Don't Let Good Hygiene Habits Hibernate!
Winter is a busy time for most; with all of the parties, dinners, shopping, celebrations, and altered schedules, it's difficult to remember all of the tasks that are routine in the "off months." That's no reason to forget to practice good oral hygiene, however, especially with all of the starchy, sugary treats present that could wreak havoc on dental health.
A comprehensive oral health care plan is the best way to fight chances of periodontal disease, according to an article in the November 2007 issue of AGD Impact, the Academy of General Dentistry's (AGD) monthly newsmagazine. Dentists recommend that patients brush thoroughly twice a day, floss once a day and rinse with mouthwash when necessary to remove plaque and keep the mouth free from bacteria.
Regular care is recommended because of the small amount of time it takes for bacteria to invade the mouth, even if it's clean. Studies have shown that plaque will regrow on teeth that are completely clean within three to four hours of brushing.

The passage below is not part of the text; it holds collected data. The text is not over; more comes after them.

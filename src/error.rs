use thiserror::Error;

#[derive(Debug, Clone, Copy, PartialEq, Eq)]
pub enum ErrorCode {
    NotInitialized,
    ProjectNotFound,
    TaskNotFound,
    BaselineNotFound,
    BaselineLocked,
    BaselineNameConflict,
    DanglingEdge,
    DuplicateEdge,
    SelfLoop,
    CycleDetected,
    LagOutOfRange,
    InvalidTask,
    ScopeMismatch,
    NoFeasibleSchedule,
    ValidationError,
    DatabaseError,
}

impl ErrorCode {
    pub fn as_str(&self) -> &'static str {
        match self {
            Self::NotInitialized => "NOT_INITIALIZED",
            Self::ProjectNotFound => "PROJECT_NOT_FOUND",
            Self::TaskNotFound => "TASK_NOT_FOUND",
            Self::BaselineNotFound => "BASELINE_NOT_FOUND",
            Self::BaselineLocked => "BASELINE_LOCKED",
            Self::BaselineNameConflict => "BASELINE_NAME_CONFLICT",
            Self::DanglingEdge => "DANGLING_EDGE",
            Self::DuplicateEdge => "DUPLICATE_EDGE",
            Self::SelfLoop => "SELF_LOOP",
            Self::CycleDetected => "CYCLE_DETECTED",
            Self::LagOutOfRange => "LAG_OUT_OF_RANGE",
            Self::InvalidTask => "INVALID_TASK",
            Self::ScopeMismatch => "SCOPE_MISMATCH",
            Self::NoFeasibleSchedule => "NO_FEASIBLE_SCHEDULE",
            Self::ValidationError => "VALIDATION_ERROR",
            Self::DatabaseError => "DATABASE_ERROR",
        }
    }
}

#[derive(Debug, Clone, PartialEq, Error)]
pub enum EngineError {
    #[error("Database not initialized at {0}. Run `critpath init` first.")]
    NotInitialized(String),

    #[error("Project not found: {0}")]
    ProjectNotFound(String),

    #[error("Task not found: {0}")]
    TaskNotFound(String),

    #[error("Baseline not found: {0}")]
    BaselineNotFound(String),

    #[error("Baseline {0} is locked and cannot be modified")]
    BaselineLocked(String),

    #[error("Baseline named '{name}' already exists in project {project_id}")]
    BaselineNameConflict { project_id: String, name: String },

    #[error("Dependency {predecessor} -> {successor} references task {missing} outside the project")]
    DanglingEdge {
        predecessor: String,
        successor: String,
        missing: String,
    },

    #[error("Duplicate dependency {predecessor} -> {successor}")]
    DuplicateEdge {
        predecessor: String,
        successor: String,
    },

    #[error("Task {0} depends on itself")]
    SelfLoop(String),

    #[error("Dependency cycle detected: {}", format_cycle(.cycle))]
    CycleDetected { cycle: Vec<String> },

    #[error("Lag of {lag_minutes} minutes on {predecessor} -> {successor} exceeds ±{limit}")]
    LagOutOfRange {
        predecessor: String,
        successor: String,
        lag_minutes: i64,
        limit: i64,
    },

    #[error("Invalid task {task_id}: {reason}")]
    InvalidTask { task_id: String, reason: String },

    #[error("{entity} {id} does not belong to project {project_id}")]
    ScopeMismatch {
        entity: &'static str,
        id: String,
        project_id: String,
    },

    #[error("Schedule is infeasible: {} task(s) with negative float (worst {worst_float_minutes} min on {worst_task})", .task_ids.len())]
    NoFeasibleSchedule {
        task_ids: Vec<String>,
        worst_task: String,
        worst_float_minutes: i64,
    },

    #[error("{0}")]
    Validation(String),

    #[error("Database error: {0}")]
    Database(String),
}

fn format_cycle(cycle: &[String]) -> String {
    let mut path = cycle.join(" -> ");
    if let Some(first) = cycle.first() {
        path.push_str(" -> ");
        path.push_str(first);
    }
    path
}

impl EngineError {
    pub fn code(&self) -> ErrorCode {
        match self {
            Self::NotInitialized(_) => ErrorCode::NotInitialized,
            Self::ProjectNotFound(_) => ErrorCode::ProjectNotFound,
            Self::TaskNotFound(_) => ErrorCode::TaskNotFound,
            Self::BaselineNotFound(_) => ErrorCode::BaselineNotFound,
            Self::BaselineLocked(_) => ErrorCode::BaselineLocked,
            Self::BaselineNameConflict { .. } => ErrorCode::BaselineNameConflict,
            Self::DanglingEdge { .. } => ErrorCode::DanglingEdge,
            Self::DuplicateEdge { .. } => ErrorCode::DuplicateEdge,
            Self::SelfLoop(_) => ErrorCode::SelfLoop,
            Self::CycleDetected { .. } => ErrorCode::CycleDetected,
            Self::LagOutOfRange { .. } => ErrorCode::LagOutOfRange,
            Self::InvalidTask { .. } => ErrorCode::InvalidTask,
            Self::ScopeMismatch { .. } => ErrorCode::ScopeMismatch,
            Self::NoFeasibleSchedule { .. } => ErrorCode::NoFeasibleSchedule,
            Self::Validation(_) => ErrorCode::ValidationError,
            Self::Database(_) => ErrorCode::DatabaseError,
        }
    }

    /// Graph-shape errors. These are always fatal to a recompute.
    pub fn is_structural(&self) -> bool {
        matches!(
            self,
            Self::DanglingEdge { .. }
                | Self::DuplicateEdge { .. }
                | Self::SelfLoop(_)
                | Self::CycleDetected { .. }
                | Self::LagOutOfRange { .. }
        )
    }

    /// Storage failures worth one local retry.
    pub fn is_transient(&self) -> bool {
        matches!(self, Self::Database(_))
    }

    pub fn validation(message: impl Into<String>) -> Self {
        Self::Validation(message.into())
    }

    pub fn database(message: impl Into<String>) -> Self {
        Self::Database(message.into())
    }
}

impl From<rusqlite::Error> for EngineError {
    fn from(e: rusqlite::Error) -> Self {
        Self::database(e.to_string())
    }
}

pub type Result<T> = std::result::Result<T, EngineError>;
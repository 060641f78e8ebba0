use chrono::{DateTime, Utc};
use serde::{Deserialize, Serialize};

use crate::error::{EngineError, Result};

/// Longest task the passes accept: one hundred years.
pub const MAX_DURATION_MINUTES: i64 = 100 * 366 * 24 * 60;

#[derive(Debug, Clone, Copy, PartialEq, Eq, Hash, Default, Serialize, Deserialize)]
#[serde(rename_all = "SCREAMING_SNAKE_CASE")]
pub enum ConstraintType {
    #[default]
    Asap,
    StartNoEarlierThan,
    StartNoLaterThan,
    FinishNoEarlierThan,
    FinishNoLaterThan,
    MustStartOn,
    MustFinishOn,
}

impl ConstraintType {
    pub fn as_str(&self) -> &'static str {
        match self {
            Self::Asap => "ASAP",
            Self::StartNoEarlierThan => "START_NO_EARLIER_THAN",
            Self::StartNoLaterThan => "START_NO_LATER_THAN",
            Self::FinishNoEarlierThan => "FINISH_NO_EARLIER_THAN",
            Self::FinishNoLaterThan => "FINISH_NO_LATER_THAN",
            Self::MustStartOn => "MUST_START_ON",
            Self::MustFinishOn => "MUST_FINISH_ON",
        }
    }

    pub fn from_str(s: &str) -> Option<Self> {
        match s {
            "ASAP" => Some(Self::Asap),
            "START_NO_EARLIER_THAN" => Some(Self::StartNoEarlierThan),
            "START_NO_LATER_THAN" => Some(Self::StartNoLaterThan),
            "FINISH_NO_EARLIER_THAN" => Some(Self::FinishNoEarlierThan),
            "FINISH_NO_LATER_THAN" => Some(Self::FinishNoLaterThan),
            "MUST_START_ON" => Some(Self::MustStartOn),
            "MUST_FINISH_ON" => Some(Self::MustFinishOn),
            _ => None,
        }
    }

    pub fn needs_date(&self) -> bool {
        !matches!(self, Self::Asap)
    }
}

/// Read-side view of a task as the CRUD layer hands it over.
///
/// Costs are integer minor currency units (cents) so that sums over
/// thousands of tasks stay exact.
#[derive(Debug, Clone, PartialEq, Serialize, Deserialize)]
pub struct Task {
    pub id: String,
    pub project_id: String,
    #[serde(default)]
    pub name: String,
    pub planned_start: Option<DateTime<Utc>>,
    pub planned_end: Option<DateTime<Utc>>,
    /// Used only when planned dates are absent.
    pub duration_minutes: Option<i64>,
    pub actual_start: Option<DateTime<Utc>>,
    pub actual_end: Option<DateTime<Utc>>,
    #[serde(default)]
    pub percent_complete: u8,
    #[serde(default)]
    pub is_milestone: bool,
    #[serde(default)]
    pub constraint_type: ConstraintType,
    pub constraint_date: Option<DateTime<Utc>>,
    #[serde(default)]
    pub budgeted_cost: i64,
    #[serde(default)]
    pub actual_cost: i64,
}

impl Task {
    pub fn new(id: impl Into<String>, project_id: impl Into<String>) -> Self {
        Self {
            id: id.into(),
            project_id: project_id.into(),
            name: String::new(),
            planned_start: None,
            planned_end: None,
            duration_minutes: None,
            actual_start: None,
            actual_end: None,
            percent_complete: 0,
            is_milestone: false,
            constraint_type: ConstraintType::Asap,
            constraint_date: None,
            budgeted_cost: 0,
            actual_cost: 0,
        }
    }

    pub fn with_name(mut self, name: impl Into<String>) -> Self {
        self.name = name.into();
        self
    }

    pub fn with_duration(mut self, minutes: i64) -> Self {
        self.duration_minutes = Some(minutes);
        self
    }

    pub fn with_planned(mut self, start: DateTime<Utc>, end: DateTime<Utc>) -> Self {
        self.planned_start = Some(start);
        self.planned_end = Some(end);
        self
    }

    pub fn with_actual(mut self, start: Option<DateTime<Utc>>, end: Option<DateTime<Utc>>) -> Self {
        self.actual_start = start;
        self.actual_end = end;
        self
    }

    pub fn with_constraint(mut self, constraint: ConstraintType, date: DateTime<Utc>) -> Self {
        self.constraint_type = constraint;
        self.constraint_date = Some(date);
        self
    }

    pub fn with_costs(mut self, budgeted: i64, actual: i64) -> Self {
        self.budgeted_cost = budgeted;
        self.actual_cost = actual;
        self
    }

    pub fn with_progress(mut self, percent_complete: u8) -> Self {
        self.percent_complete = percent_complete;
        self
    }

    pub fn milestone(mut self) -> Self {
        self.is_milestone = true;
        self
    }

    /// Scheduling duration in minutes. Milestones are always zero.
    pub fn effective_duration(&self) -> Result<i64> {
        if self.is_milestone {
            return Ok(0);
        }
        match (self.planned_start, self.planned_end, self.duration_minutes) {
            (Some(start), Some(end), _) => Ok((end - start).num_minutes()),
            (_, _, Some(minutes)) => Ok(minutes),
            _ => Err(self.invalid("no planned dates and no explicit duration")),
        }
    }

    pub fn validate(&self) -> Result<()> {
        if self.percent_complete > 100 {
            return Err(self.invalid(format!(
                "percent_complete {} is outside 0..=100",
                self.percent_complete
            )));
        }
        if let (Some(start), Some(end)) = (self.planned_start, self.planned_end) {
            if end < start {
                return Err(self.invalid("planned_end is before planned_start"));
            }
        }
        if let (Some(start), Some(end)) = (self.actual_start, self.actual_end) {
            if end < start {
                return Err(self.invalid("actual_end is before actual_start"));
            }
        }
        if let Some(minutes) = self.duration_minutes {
            if minutes < 0 {
                return Err(self.invalid("duration_minutes is negative"));
            }
        }
        if self.constraint_type.needs_date() && self.constraint_date.is_none() {
            return Err(self.invalid(format!(
                "{} constraint requires constraint_date",
                self.constraint_type.as_str()
            )));
        }
        if self.budgeted_cost < 0 || self.actual_cost < 0 {
            return Err(self.invalid("costs must not be negative"));
        }
        let minutes = self.effective_duration()?;
        if minutes > MAX_DURATION_MINUTES {
            return Err(self.invalid(format!(
                "duration of {minutes} minutes exceeds the {MAX_DURATION_MINUTES} minute limit"
            )));
        }
        Ok(())
    }

    fn invalid(&self, reason: impl Into<String>) -> EngineError {
        EngineError::InvalidTask {
            task_id: self.id.clone(),
            reason: reason.into(),
        }
    }
}
//! Pure per-project recompute state machine.
//!
//! No Tokio types and no IO: the async shell in [`super::runtime`] feeds it
//! events and acts on the returned decisions, so every transition can be
//! tested synchronously.

use std::sync::Arc;

use serde::Serialize;

use crate::error::EngineError;
use crate::models::ScheduleResult;

#[derive(Debug, Clone, PartialEq, Eq, Serialize)]
#[serde(tag = "state", content = "reason", rename_all = "SCREAMING_SNAKE_CASE")]
pub enum RecomputeState {
    Idle,
    Queued,
    Computing,
    Failed(String),
}

impl RecomputeState {
    /// Idle or failed: nothing is running and nothing is waiting.
    pub fn is_settled(&self) -> bool {
        matches!(self, RecomputeState::Idle | RecomputeState::Failed(_))
    }
}

/// What caused a recompute request. Only used for logging.
#[derive(Debug, Clone, Copy, PartialEq, Eq)]
pub enum TriggerReason {
    TaskEdited,
    DependencyChanged,
    BaselineActivated,
    Manual,
}

#[derive(Debug, Clone, Copy, PartialEq, Eq)]
pub enum TriggerOutcome {
    /// A worker must be started for this project.
    Started,
    /// A run is already queued and will see this edit.
    AlreadyQueued,
    /// A run is in flight; one more run follows it.
    Coalesced,
}

/// Decision after a computation or persist finishes.
#[derive(Debug, Clone, Copy, PartialEq, Eq)]
pub enum NextStep {
    Rerun,
    Done,
}

#[derive(Debug, Clone, Copy, Default, PartialEq, Eq, Serialize)]
pub struct SlotStats {
    pub computations: u64,
    pub persisted: u64,
    pub discarded: u64,
    pub failures: u64,
}

#[derive(Debug)]
pub struct ProjectSlot {
    state: RecomputeState,
    pending: bool,
    stats: SlotStats,
    last_result: Option<Arc<ScheduleResult>>,
    last_error: Option<EngineError>,
}

impl Default for ProjectSlot {
    fn default() -> Self {
        Self {
            state: RecomputeState::Idle,
            pending: false,
            stats: SlotStats::default(),
            last_result: None,
            last_error: None,
        }
    }
}

impl ProjectSlot {
    pub fn state(&self) -> &RecomputeState {
        &self.state
    }

    pub fn stats(&self) -> SlotStats {
        self.stats
    }

    pub fn last_result(&self) -> Option<Arc<ScheduleResult>> {
        self.last_result.clone()
    }

    /// Error behind the current `Failed` state.
    pub fn last_error(&self) -> Option<&EngineError> {
        self.last_error.as_ref()
    }

    pub fn on_trigger(&mut self) -> TriggerOutcome {
        match self.state {
            RecomputeState::Idle | RecomputeState::Failed(_) => {
                self.state = RecomputeState::Queued;
                self.last_error = None;
                TriggerOutcome::Started
            }
            RecomputeState::Queued => TriggerOutcome::AlreadyQueued,
            RecomputeState::Computing => {
                self.pending = true;
                TriggerOutcome::Coalesced
            }
        }
    }

    /// The worker picked the job up. Edits from here on need another run.
    pub fn on_start(&mut self) {
        self.state = RecomputeState::Computing;
        self.pending = false;
    }

    /// A computation returned. A result superseded by a newer edit is
    /// dropped without being persisted.
    pub fn on_computed(&mut self) -> NextStep {
        self.stats.computations += 1;
        if self.pending {
            self.stats.discarded += 1;
            self.requeue()
        } else {
            NextStep::Done
        }
    }

    pub fn on_persisted(&mut self, result: Arc<ScheduleResult>) -> NextStep {
        self.stats.persisted += 1;
        self.last_result = Some(result);
        if self.pending {
            self.requeue()
        } else {
            self.state = RecomputeState::Idle;
            NextStep::Done
        }
    }

    /// A failure is terminal unless an edit arrived meanwhile; that edit is
    /// a new request and gets its own run.
    pub fn on_failed(&mut self, err: EngineError) -> NextStep {
        self.stats.failures += 1;
        if self.pending {
            self.requeue()
        } else {
            self.state = RecomputeState::Failed(format!("{}: {err}", err.code().as_str()));
            self.last_error = Some(err);
            NextStep::Done
        }
    }

    fn requeue(&mut self) -> NextStep {
        self.pending = false;
        self.state = RecomputeState::Queued;
        NextStep::Rerun
    }
}
use std::path::PathBuf;

use crate::config::EngineConfig;
use crate::db::{baseline_repo, project_repo, Store};
use crate::engine::ScheduleEngine;
use crate::error::{EngineError, Result};
use crate::models::ProjectKey;

/// Resolved global flags shared by every command.
pub struct Context {
    pub db_path: PathBuf,
    pub config_path: Option<PathBuf>,
    pub org: Option<String>,
    pub workspace: Option<String>,
    pub json: bool,
}

impl Context {
    pub fn config_file(&self) -> PathBuf {
        self.config_path
            .clone()
            .unwrap_or_else(|| self.db_path.with_file_name("critpath.json"))
    }

    pub fn engine(&self) -> Result<ScheduleEngine> {
        let store = Store::open(&self.db_path)?;
        let config = EngineConfig::load(&self.config_file())?;
        Ok(ScheduleEngine::new(store, config))
    }

    /// Full key for `project_id`, honouring any --org/--workspace given.
    pub fn project_key(&self, engine: &ScheduleEngine, project_id: &str) -> Result<ProjectKey> {
        let project = engine
            .store()
            .with_conn(|conn| project_repo::find_project(conn, project_id))?
            .ok_or_else(|| EngineError::ProjectNotFound(project_id.to_string()))?;
        self.check_scope(&project.key)?;
        Ok(project.key)
    }

    /// Key of the project owning `baseline_id`.
    pub fn baseline_key(&self, engine: &ScheduleEngine, baseline_id: &str) -> Result<ProjectKey> {
        let baseline = engine
            .store()
            .with_conn(|conn| baseline_repo::get_baseline(conn, baseline_id))?;
        self.project_key(engine, &baseline.project_id)
    }

    pub fn check_scope(&self, key: &ProjectKey) -> Result<()> {
        let org_ok = self.org.as_deref().map_or(true, |o| o == key.organization_id);
        let ws_ok = self.workspace.as_deref().map_or(true, |w| w == key.workspace_id);
        if org_ok && ws_ok {
            Ok(())
        } else {
            Err(EngineError::ProjectNotFound(key.project_id.clone()))
        }
    }
}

AGD spokesperson June Lee, DDS, MAGD, has noticed in her practice that the most common habit her patients ignore is flossing. "Although flossing requires patience and dexterity, with time and experience, a person can learn to floss more quickly and still be effective," she says. "In our fast-paced world, many people don't have the patience to give flossing a chance to become second-nature, but it can tremendously improve their oral health."
Hygiene tips for a stellar smile:
Brush with the radio on - dentists recommend brushing for the entire length of a song.
Use fluoridated, antimicrobial toothpastes and mouth rinses. They help to make the tooth structure resistant to decay.
Keep oral hygiene products at work. Studies show that the chance of a person using them during the day will increase 65 percent.
Talk to your dentist about new products you're using, as all products are not suited for all people.
Skip the caffeine. Avoiding caffeine before a dental appointment can make you less anxious.
Communicate. Use hand signals to inform the dentist that you are uncomfortable, and talk to your dentist about your specific fears.